Selon une enquête du Pew Research Center réalisée en mai 2016, une majorité d'Américains préféreraient que les autres pays s'occupent de leurs propres affaires (57%) plutôt que de plonger de la main-d'œuvre et de l'argent à l'étranger pour aider d'autres pays à faire face à leurs défis (37%). 62% des républicains interrogés souhaitent que les États-Unis commencent à prendre plus au sérieux leurs propres problèmes intérieurs, et Pew indique que «près de 55% des républicains voient négativement l'engagement économique mondial». En outre, la décision de politique étrangère la plus décisive des néo-conservateurs L’invasion et l’occupation de l’Iraq ont été qualifiées d’échec par la majorité des Américains.

S'ils avaient été motivés par l'opinion publique, les délégués auraient alors amené les propositions de la plate-forme sur la sécurité nationale dans une direction moins belliciste et plus réaliste. Mais chaque amendement de Eric Brakey, délégué libertaire et anti-interventionniste, a été rejeté par un vote à la voix sans beaucoup de débats. La diplomatie internationale, élément vital de la politique étrangère américaine et de l’option du premier recours, était en grande partie éclipsée par des dispositions qui ressemblaient à celles que l’on pourrait trouver dans un thriller apocalyptique à Hollywood.

Pour la toute première fois, le danger d'une attaque par impulsions électromagnétiques dévastant le réseau électrique, les systèmes informatiques et les infrastructures de l'Amérique a été attribué à une place dans la plate-forme, une menace qui "mettrait en danger la vie de millions de personnes". que ce sont les mêmes rédacteurs de discours qui ont composé le fameux langage «champignon» de l'administration George W. Bush qui ont rédigé la planche sur les EMP.

Comme Daniel Larison le souligne dans ces pages, le projet de plate-forme transforme également le conflit israélo-palestinien d'une crise qui doit être rapidement résolue à une question secondaire dont la solution devrait être sous-traitée au gouvernement de droite du Premier ministre israélien Benjamin Netanyahu. L'idée d'un Etat indépendant, souverain, pacifique et autonome pour le peuple palestinien - préconisée dans les trois précédentes plates-formes du GOP - est tout simplement abandonnée.
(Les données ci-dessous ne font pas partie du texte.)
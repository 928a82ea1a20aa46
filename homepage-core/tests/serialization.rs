use homepage_core::*;
use serde_json::{self as json, Value};

fn parse(json_str: &str) -> Value {
    json::from_str(json_str).expect("valid json")
}

fn sample_message() -> Message {
    Message {
        id: "33333333-3333-4333-8333-333333333333".to_string(),
        name: "Ann".to_string(),
        message: "Hi!".to_string(),
        created_at: "2025-11-02T10:20:35Z".to_string(),
    }
}

/*
    Obiettivo test: il Message sul wire usa `id` e `createdAt` (camelCase),
    come si aspetta il frontend.
*/
#[test]
fn message_uses_camel_case_fields() {
    let m = sample_message();
    let v = parse(&json::to_string(&m).expect("serialize"));

    assert_eq!(v["id"], m.id);
    assert_eq!(v["name"], "Ann");
    assert_eq!(v["message"], "Hi!");
    assert_eq!(v["createdAt"], m.created_at);
    assert!(v["created_at"].is_null());
}

/*
    Client scritti per un document store mandano `_id`: deve essere accettato in lettura.
*/
#[test]
fn message_accepts_underscore_id_alias() {
    let raw = r#"{"_id":"33333333-3333-4333-8333-333333333333","name":"Ann","message":"Hi!","createdAt":"2025-11-02T10:20:35Z"}"#;
    let m: Message = json::from_str(raw).expect("deserialize");
    assert_eq!(m, sample_message());
}

/*
    Envelope di successo per la lista: { messages: [...], status: "all good" }
*/
#[test]
fn list_envelope_shape() {
    let resp = ListMessagesResponse::ok(vec![sample_message()]);
    let v = parse(&json::to_string(&resp).expect("serialize"));

    assert_eq!(v["status"], "all good");
    assert_eq!(v["messages"].as_array().map(|a| a.len()), Some(1));
    assert_eq!(v["messages"][0]["name"], "Ann");

    let empty = parse(&json::to_string(&ListMessagesResponse::ok(vec![])).unwrap());
    assert_eq!(empty["messages"], Value::Array(vec![]));
}

#[test]
fn save_envelope_shape() {
    let resp = SaveMessageResponse::ok(sample_message());
    let v = parse(&json::to_string(&resp).expect("serialize"));

    assert_eq!(v["status"], STATUS_OK);
    assert_eq!(v["message"]["message"], "Hi!");

    let back: SaveMessageResponse = json::from_str(&v.to_string()).expect("deserialize");
    assert_eq!(back, resp);
}

/*
    Envelope di errore: { error: { code, message }, status }, senza altri campi.
*/
#[test]
fn error_envelope_shape() {
    let resp = ErrorResponse {
        error: Error::new(ErrorCode::StorageError, "pool closed"),
        status: STATUS_RETRIEVE_FAILED.to_string(),
    };
    let v = parse(&json::to_string(&resp).expect("serialize"));

    assert_eq!(v["status"], "failed to retrieve messages from the database");
    assert_eq!(v["error"]["code"], "storage_error");
    assert_eq!(v["error"]["message"], "pool closed");
    assert_eq!(v["error"].as_object().map(|o| o.len()), Some(2));
}

#[test]
fn redacted_error_keeps_only_the_code() {
    let err = Error::new(ErrorCode::StorageError, "error returned from database: disk I/O error");
    let redacted = err.redacted();
    assert_eq!(redacted.code, ErrorCode::StorageError);
    assert!(!redacted.message.contains("disk"));
}

/*
    Campi mancanti nella richiesta di salvataggio diventano stringhe vuote (nessuna validazione).
*/
#[test]
fn save_request_defaults_missing_fields() {
    let req: SaveMessageRequest = json::from_str(r#"{"name":"Ann"}"#).expect("deserialize");
    assert_eq!(req.name, "Ann");
    assert_eq!(req.message, "");

    let req: SaveMessageRequest = json::from_str("{}").expect("deserialize");
    assert_eq!(req, SaveMessageRequest::default());
}

#[test]
fn about_content_is_stable_and_uses_img_url() {
    let first = json::to_string(&AboutContent::page()).unwrap();
    let second = json::to_string(&AboutContent::page()).unwrap();
    assert_eq!(first, second);

    let v = parse(&first);
    assert_eq!(v["title"], "Here is a little about me!");
    assert_eq!(v["imgUrl"], "/Jiaying.jpeg");
    assert!(v["body"].as_str().unwrap().starts_with("Hello!"));
}

/*
    Il body della pagina About è servito esattamente come scritto: trattino lungo,
    indentazione delle righe e spazi finali compresi.
*/
#[test]
fn about_body_is_served_verbatim() {
    let body = AboutContent::page().body;
    assert!(body.contains("crocheting—a hobby"));
    assert!(body.contains("with my friends,it was"));
    assert!(body.contains("Computer Science. \n      I’m from New York"));
    assert!(body.ends_with("even more special."));
}

#[test]
fn message_ids_are_normalized() {
    let id = new_message_id();
    assert_eq!(normalize_message_id(&id), Some(id.clone()));
    assert_eq!(normalize_message_id(&id.to_uppercase()), Some(id));
    assert_eq!(normalize_message_id("not-an-id"), None);
    assert_eq!(normalize_message_id(""), None);
}

#[test]
fn timestamps_are_rfc3339_utc() {
    let ts = now_timestamp();
    assert!(ts.ends_with('Z'), "expected UTC timestamp, got {}", ts);
    assert!(ts.contains('T'));
}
Dernier point, mais non des moindres, l'accord nucléaire avec l'Iran qui a été signé en fanfare par Téhéran et le P5 + 1 après deux ans de négociations - un accord contre lequel chaque législateur républicain a voté (sauf un, qui a voté «présent»), et Le caucus du GOP continue de le décrire comme une version du XXIe siècle de la catastrophe de Munich de 1938 - est considéré comme «non contraignant» par les délégués. Bien que techniquement vrai (l'accord n'a pas été approuvé par le Congrès ni proposé en tant que traité), le libellé est un moyen pour le groupe de délégués républicains de cette année d'encourager le prochain gouvernement républicain à annuler un accord diplomatique qui, selon la surveillance nucléaire de l'AIEA, fonctionne. S'il existe une politique d'administration Obama que les néoconservateurs ne peuvent supporter, c'est cet accord-là qu'ils décrivent comme une manne d'argent pour les Iraniens et une démonstration troublante de faiblesse et d'apaisement aux États-Unis.

La décision du sénateur Rand Paul d'abandonner les primaires républicaines à un stade précoce aurait dû être une illustration claire du fait que le camp des non-interventionnistes se voit attribuer le bout du bâton. Mais si cela ne permettait pas de savoir exactement où en serait la politique étrangère du GOP après huit ans de présidence de Barack Obama, les délibérations devraient alors mettre de côté ces questions. Les néoconservateurs et les faucons qui dirigent la politique étrangère du GOP depuis 15 ans restent incontestablement la principale faction.

Daniel R. DePetris est analyste chez Wikistrat, Inc., société de conseil en géostratégie et chercheur indépendant. Il a également écrit pour CNN.com, Journal de petites guerres, et le Diplomate.